How Abortion is Done
Abortion means ending a pregnancy before the fetus (unborn child) can live independently outside the mother. If abortion happens spontaneously before 24 weeks of pregnancy, it is called a miscarriage. An induced (or "therapeutic") abortion is caused deliberately in order to end the pregnancy.
Abortions are (most safely) done in the first trimester (before the 12th week of pregnancy). Pregnancy weeks are counted from the first day of the woman's most recent menstrual period. The type of abortion performed depends on how far the pregnancy has progressed.
There are two procedures used to abort they include medical and surgical abortions.
During the first 49 days of pregnancy, a medical termination is possible without surgery. Medical abortion uses two different drugs, methotrexate or mifepristone, which may be followed by another drug called misoprostol. While these drugs cause an abortion without surgical procedures such as dilation and vacuum, they do take longer to work than surgical abortion but they are perfect and will do the job for you.
These drugs work by blocking progesterone, a crucial hormone during pregnancy.
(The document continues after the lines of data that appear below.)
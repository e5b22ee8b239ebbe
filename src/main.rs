//! Wordle TUI - CLI
//!
//! Terminal Wordle with a full-screen TUI and a line-based mode.

use anyhow::{Context, Result};
use clap::{Parser, Subcommand};
use std::fs::OpenOptions;
use std::path::{Path, PathBuf};
use std::sync::Mutex;
use tracing::Level;
use wordle_tui::{
    commands::run_simple,
    config::GameConfig,
    interactive::{App, run_tui},
};

#[derive(Parser)]
#[command(
    name = "wordle_tui",
    about = "Guess the hidden five-letter word in six tries",
    version,
    author
)]
struct Cli {
    #[command(subcommand)]
    command: Option<Commands>,

    #[command(flatten)]
    config: GameConfig,

    /// Write logs to this file
    #[arg(long, global = true)]
    log_file: Option<PathBuf>,

    /// Log debug detail
    #[arg(short, long, global = true)]
    verbose: bool,
}

#[derive(Subcommand, Clone, Copy, PartialEq, Eq)]
enum Commands {
    /// Interactive TUI mode (default)
    Play,

    /// Line-based mode without the TUI
    Simple,
}

/// Stderr shares the player's terminal, so it only carries warnings by default
fn log_level(verbose: bool, to_file: bool) -> Level {
    match (verbose, to_file) {
        (true, _) => Level::DEBUG,
        (false, true) => Level::INFO,
        (false, false) => Level::WARN,
    }
}

/// Install the log subscriber
///
/// The TUI owns the terminal, so without a log file it runs with no
/// subscriber at all; simple mode logs to stderr.
fn init_logging(log_file: Option<&Path>, verbose: bool, command: Commands) -> Result<()> {
    let level = log_level(verbose, log_file.is_some());

    if let Some(path) = log_file {
        let file = OpenOptions::new()
            .create(true)
            .append(true)
            .open(path)
            .with_context(|| format!("opening log file {}", path.display()))?;
        tracing_subscriber::fmt()
            .with_max_level(level)
            .with_ansi(false)
            .with_writer(Mutex::new(file))
            .init();
    } else if command == Commands::Simple {
        tracing_subscriber::fmt()
            .with_max_level(level)
            .with_writer(std::io::stderr)
            .init();
    }

    Ok(())
}

fn main() -> Result<()> {
    let cli = Cli::parse();

    // Default to Play mode if no command given
    let command = cli.command.unwrap_or(Commands::Play);
    init_logging(cli.log_file.as_deref(), cli.verbose, command)?;

    let dictionary = cli.config.dictionary().context("loading word lists")?;
    let store = cli.config.store();

    match command {
        Commands::Play => {
            let app = App::new(dictionary, store, cli.config.toast_duration());
            run_tui(app)
        }
        Commands::Simple => run_simple(&dictionary, store.as_ref()).map_err(Into::into),
    }
}
//! JSON file store

use super::Store;
use crate::error::WordleResult;
use crate::game::Snapshot;
use std::fs;
use std::io;
use std::path::{Path, PathBuf};
use tracing::{debug, warn};

/// Stores the snapshot as a JSON file
#[derive(Debug, Clone)]
pub struct FileStore {
    path: PathBuf,
}

impl FileStore {
    pub fn new(path: impl Into<PathBuf>) -> Self {
        Self { path: path.into() }
    }

    #[must_use]
    pub fn path(&self) -> &Path {
        &self.path
    }

    /// Read and decode the save file; `Ok(None)` when it does not exist
    ///
    /// # Errors
    ///
    /// Returns an error if the file cannot be read or is not a valid snapshot.
    pub fn try_load(&self) -> WordleResult<Option<Snapshot>> {
        let json = match fs::read_to_string(&self.path) {
            Ok(json) => json,
            Err(e) if e.kind() == io::ErrorKind::NotFound => return Ok(None),
            Err(e) => return Err(e.into()),
        };

        Ok(Some(serde_json::from_str(&json)?))
    }

    /// Encode and write the snapshot, creating parent directories as needed
    ///
    /// The file is replaced via rename so a crash never leaves half a save.
    ///
    /// # Errors
    ///
    /// Returns an error if encoding fails or the file cannot be written.
    pub fn try_save(&self, snapshot: &Snapshot) -> WordleResult<()> {
        if let Some(parent) = self.path.parent().filter(|p| !p.as_os_str().is_empty()) {
            fs::create_dir_all(parent)?;
        }

        let json = serde_json::to_string_pretty(snapshot)?;
        let tmp = self.path.with_extension("json.tmp");
        fs::write(&tmp, json)?;
        fs::rename(&tmp, &self.path)?;
        Ok(())
    }
}

impl Store for FileStore {
    fn load(&self) -> Option<Snapshot> {
        self.try_load()
            .inspect_err(|e| warn!(path = %self.path.display(), error = %e, "cannot load saved game"))
            .ok()
            .flatten()
    }

    fn save(&self, snapshot: &Snapshot) {
        match self.try_save(snapshot) {
            Ok(()) => debug!(path = %self.path.display(), "game saved"),
            Err(e) => warn!(path = %self.path.display(), error = %e, "cannot save game"),
        }
    }
}
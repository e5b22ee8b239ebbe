//! Build script to generate embedded word lists
//!
//! Reads word list files and generates Rust source code with const arrays.

use std::env;
use std::fs;
use std::io::Write;
use std::path::Path;

fn main() {
    let out_dir = env::var("OUT_DIR").unwrap();

    // Candidate answers
    generate_word_list(
        "data/answers.txt",
        &Path::new(&out_dir).join("answers.rs"),
        "ANSWERS",
        "Words that can be drawn as the hidden answer",
    );

    // Valid guesses (superset of the answers)
    generate_word_list(
        "data/allowed.txt",
        &Path::new(&out_dir).join("allowed.rs"),
        "ALLOWED",
        "Words accepted as guesses",
    );

    // Rebuild if word lists change
    println!("cargo:rerun-if-changed=data/answers.txt");
    println!("cargo:rerun-if-changed=data/allowed.txt");
}

fn generate_word_list(input_path: &str, output_path: &Path, const_name: &str, doc_comment: &str) {
    let content = fs::read_to_string(input_path)
        .unwrap_or_else(|e| panic!("Failed to read {input_path}: {e}"));

    let words: Vec<String> = content
        .lines()
        .map(|line| line.trim().to_lowercase())
        .filter(|line| !line.is_empty())
        .collect();
    let count = words.len();

    let mut output = fs::File::create(output_path)
        .unwrap_or_else(|e| panic!("Failed to create {}: {e}", output_path.display()));

    writeln!(output, "// Generated word list").unwrap();
    writeln!(output, "//").unwrap();
    writeln!(output, "// {doc_comment} ({count} words)").unwrap();
    writeln!(output).unwrap();
    writeln!(output, "/// {doc_comment}").unwrap();
    writeln!(output, "pub const {const_name}: &[&str] = &[").unwrap();

    for word in &words {
        writeln!(output, "    \"{word}\",").unwrap();
    }

    writeln!(output, "];").unwrap();
    writeln!(output).unwrap();
    writeln!(output, "/// Number of words in {const_name}").unwrap();
    writeln!(output, "pub const {const_name}_COUNT: usize = {count};").unwrap();
}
Without progesterone, the uterine lining does not provide food, fluid and oxygen to the tiny developing baby. The baby cannot survive. A second drug is then given that stimulates the uterus to contract and the baby is expelled.
You may experience nausea, severe cramping, vomiting and bleeding. But the result is an aborted feotus.
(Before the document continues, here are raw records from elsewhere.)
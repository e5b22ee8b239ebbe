//! Interactive TUI mode
//!
//! Keyboard and mouse driven board built on ratatui and crossterm.

mod app;
pub mod rendering;

pub use app::{Action, App, MessageStyle, Statistics, Toast, key_action, run_tui};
Vacuum aspiration (the suction method) is a surgical type of abortion. It is a surgical procedure that involves anesthesia (mild sedation) and can be performed within the first trimester of pregnancy. During vacuum aspiration, the cervix (opening of the uterus) is gently dilated (widened) about a quarter-inch, a narrow tube is inserted through the vagina and cervix to the uterus, and then pregnancy and contents of the uterine internal lining are vacuumed out. The procedure takes only a couple minutes and the woman can usually return home later in the day.